*** RECORDS FOR THIS TASK ***

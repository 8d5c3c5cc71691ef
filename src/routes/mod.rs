use actix_web::{error::JsonPayloadError, web, HttpRequest, HttpResponse};
use serde::Serialize;
use serde_json::{Map, Value};

use crate::error::AppError;

pub mod auth;
pub mod compliance;
pub mod gear_log;
pub mod incident;
pub mod report;
pub mod site;
pub mod worker;

/// Body accepted by create and update before field validation.
pub type Payload = web::Json<Map<String, Value>>;

#[derive(Serialize)]
struct Confirmation {
    message: String,
}

pub(crate) fn deleted(label: &str) -> HttpResponse {
    HttpResponse::Ok().json(Confirmation {
        message: format!("{label} deleted"),
    })
}

fn payload_error(error: JsonPayloadError, _req: &HttpRequest) -> actix_web::Error {
    AppError::Validation(format!("Invalid payload: {error}")).into()
}

pub fn configure(cfg: &mut web::ServiceConfig) {
    cfg.app_data(web::JsonConfig::default().error_handler(payload_error))
        .service(
            web::scope("/api")
                .service(auth::register)
                .service(auth::login)
                .service(auth::me)
                // gear logs share the incident prefix and must match first
                .service(gear_log::get_gear_logs)
                .service(gear_log::get_gear_log)
                .service(gear_log::create_gear_log)
                .service(gear_log::update_gear_log)
                .service(gear_log::delete_gear_log)
                .service(incident::get_incidents)
                .service(incident::get_incident)
                .service(incident::create_incident)
                .service(incident::update_incident)
                .service(incident::delete_incident)
                .service(compliance::get_compliances)
                .service(compliance::get_compliance)
                .service(compliance::create_compliance)
                .service(compliance::update_compliance)
                .service(compliance::delete_compliance)
                .service(report::get_reports)
                .service(report::get_report)
                .service(report::create_report)
                .service(report::update_report)
                .service(report::delete_report)
                .service(site::get_sites)
                .service(site::get_site)
                .service(site::create_site)
                .service(site::update_site)
                .service(site::delete_site)
                .service(worker::get_workers)
                .service(worker::get_worker)
                .service(worker::create_worker)
                .service(worker::update_worker)
                .service(worker::delete_worker),
        );
}
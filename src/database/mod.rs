use std::sync::Arc;

use async_trait::async_trait;
use mongodb::bson::{oid::ObjectId, Document};
use tracing::info;

use crate::{
    config::{Config, StoreBackend},
    error::StoreError,
};

pub mod memory;
pub mod mongo;

pub use memory::MemoryStore;
pub use mongo::MongoStore;

/// Document-level persistence used by every resource kind.
///
/// Filters are equality matches on top-level fields. Sort documents map a
/// field to `1` (ascending) or `-1` (descending), applied in key order.
#[async_trait]
pub trait EntityStore: Send + Sync {
    async fn find_many(
        &self,
        collection: &str,
        filter: Document,
        sort: Option<Document>,
    ) -> Result<Vec<Document>, StoreError>;
    async fn find_one(
        &self,
        collection: &str,
        filter: Document,
    ) -> Result<Option<Document>, StoreError>;
    async fn insert_one(&self, collection: &str, document: Document)
        -> Result<ObjectId, StoreError>;
    /// Returns `false` when no document carries `_id`.
    async fn replace_one(
        &self,
        collection: &str,
        _id: &ObjectId,
        document: Document,
    ) -> Result<bool, StoreError>;
    /// Returns `false` when no document carries `_id`.
    async fn delete_one(&self, collection: &str, _id: &ObjectId) -> Result<bool, StoreError>;
}

pub type Store = Arc<dyn EntityStore>;

/// `(collection, field)` pairs every backend keeps unique on write.
pub(crate) const UNIQUE_KEYS: [(&str, &str); 2] = [("workers", "email"), ("users", "email")];

pub async fn connect(config: &Config) -> Result<Store, StoreError> {
    match config.store {
        StoreBackend::MongoDb => {
            let store = MongoStore::connect(&config.mongodb_uri, &config.mongodb_database).await?;
            store.ensure_indexes().await?;
            info!(database = %config.mongodb_database, "connected to mongodb");
            Ok(Arc::new(store))
        }
        StoreBackend::Memory => {
            info!("using in-memory store, records are lost on shutdown");
            Ok(Arc::new(MemoryStore::default()))
        }
    }
}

*** End of RECORDS FOR THIS TASK ***

TASK DETAILS:
Your task is to quote the lines above, beginning with the first and ending with the one that holds "pub(crate) fn deleted(label: &str)".

WRITTEN REPLY:
repository 8d5c3c5cc71691ef
filename src/routes/mod.rs
use actix_web::{error::JsonPayloadError, web, HttpRequest, HttpResponse};
use serde::Serialize;
use serde_json::{Map, Value};

use crate::error::AppError;

pub mod auth;
pub mod compliance;
pub mod gear_log;
pub mod incident;
pub mod report;
pub mod site;
pub mod worker;

/// Body accepted by create and update before field validation.
pub type Payload = web::Json<Map<String, Value>>;

#[derive(Serialize)]
struct Confirmation {
    message: String,
}

pub(crate) fn deleted(label: &str) -> HttpResponse {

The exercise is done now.